Optional HIPS alerts for sandboxed items would be a huge plus in my opinion, you don’t need to put them on by default but at least give us the option.
The reason is that I want to be able to control and limit safe applications but not have them enter the sandbox, while unknown applications should be sandboxed as Fully Virtualized but with HIPS enabled and giving alerts ← currently not possible.
First off, the blocked setting of the BB just blindly blocks things with no alert given and no option to not restrict the app again. This makes it necessary to manually remove the file from the unrecognized list and then manually add it to the trusted list. You really have no idea what has happened other than the file not running at all. In the untrusted mode, you get the alert and the option not to restrict again. When you choose this, the item automatically gets added to the trusted list and all you need to do is restart it. That is a pretty big difference between the two modes.
As far as the rest goes, I have never presented anything as being the only way to go but simply as the easiest way to maintain a high level of security. Maybe I’m not completely right but it seems to me that enabling HIPS alerts for actions that are already being restricted by the BB in the untrusted mode is redundant.
The title of the thread is “HIPS or BB”, not “HIPS and BB”.

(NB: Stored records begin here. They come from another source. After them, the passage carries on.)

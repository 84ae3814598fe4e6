//! Host-loop driver
//!
//! Turns variable frame times into whole fixed ticks and owns the one live
//! simulation. Reset and load replace the whole state in one assignment, so
//! readers never see a half-built session.

use crate::consts::*;
use crate::sim::{self, SimView, Simulation};
use crate::tuning::Tuning;

/// Longest frame we will try to catch up on (seconds)
const MAX_FRAME_DT: f32 = 0.25;

pub struct Session {
    sim: Simulation,
    tuning: Tuning,
    accumulator: f32,
}

impl Session {
    /// Start a session on the standard board
    pub fn new(seed: u64, tuning: Tuning) -> Self {
        Self {
            sim: Simulation::standard(seed, tuning.clone()),
            tuning,
            accumulator: 0.0,
        }
    }

    pub fn sim(&self) -> &Simulation {
        &self.sim
    }

    /// Mutable access for boundary operations (spawns, effects, pause)
    pub fn sim_mut(&mut self) -> &mut Simulation {
        &mut self.sim
    }

    pub fn snapshot(&self) -> SimView<'_> {
        self.sim.snapshot()
    }

    /// Run the ticks owed for `dt` seconds of wall time. Returns ticks run.
    pub fn advance(&mut self, dt: f32) -> u32 {
        self.accumulator += dt.clamp(0.0, MAX_FRAME_DT);

        let mut substeps = 0;
        while self.accumulator >= SIM_DT && substeps < MAX_SUBSTEPS {
            sim::tick(&mut self.sim);
            self.accumulator -= SIM_DT;
            substeps += 1;
        }
        // Drop time we could not catch up on
        if substeps == MAX_SUBSTEPS {
            self.accumulator = self.accumulator.min(SIM_DT);
        }
        substeps
    }

    /// Throw the current state away and start over
    pub fn reset(&mut self, seed: u64) {
        self.sim = Simulation::standard(seed, self.tuning.clone());
        self.accumulator = 0.0;
        log::info!("Session reset with seed {}", seed);
    }

    /// Swap in a loaded state
    pub fn load_state(&mut self, sim: Simulation) {
        self.tuning = sim.tuning.clone();
        self.sim = sim;
        self.accumulator = 0.0;
        log::info!("Session loaded at tick {}", self.sim.time_ticks);
    }
}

So then if Blocked setting had alerts that allowed you to trust files, would you switch to that instead of using BB in untrusted?
Personally I believe in a option that lets you choose this as soon as an unknown program starts, so instead of automatically sandboxing, you get an alert from which you can decide whether to sandbox it, let it run outside of sandbox or block it. That’s probably not going to happen though, since not many others like that idea it seems like.
Not everything is blocked in BB, for example some ways of key logging is allowed, while this would be blocked with HIPS using alerts (if you choose to block it)
You really can’t see the HIPS in BB as the HIPS outside the BB, that’s because the HIPS inside the BB seems to be using a rather dumbed down light version of HIPS, hence the allowed key logging using some techniques, all the malware creators have to do is test which techniques are allowed.
However if you’re using HIPS in Safe mode and have BB enabled I really don’t see the point of that, I haven’t really tried it that much myself but it seems like it doesn’t really do anything since if you sandbox something then it’s the silent version of HIPS running, hence the HIPS set to safe mode really doesn’t do anything if you are sandboxing things.
[Quote]However if you’re using HIPS in Safe mode and have BB enabled I really don’t see the point of that, I haven’t really tried it that much myself but it seems like it doesn’t really do anything since if you sandbox something then it’s the silent version of HIPS running, hence the HIPS set to safe mode really doesn’t do anything if you are sandboxing things
[/quote]
That was exactly my point. The HIPS in safe mode only kicks in for unknown things where the BB is already doing it’s thing. This would make the HIPS redundant, if if even worked at all.
Just one last thing, When something is restricted by your chosen level of the BB, it is not sandboxed in any way unless you have enabled and chosen the fully virtualized setting. In all of the other settings, it is merely having some or all of it’s possible actions blocked by the underlying HIPS functions depending on the level of restriction the user has selected. This is not sandboxing.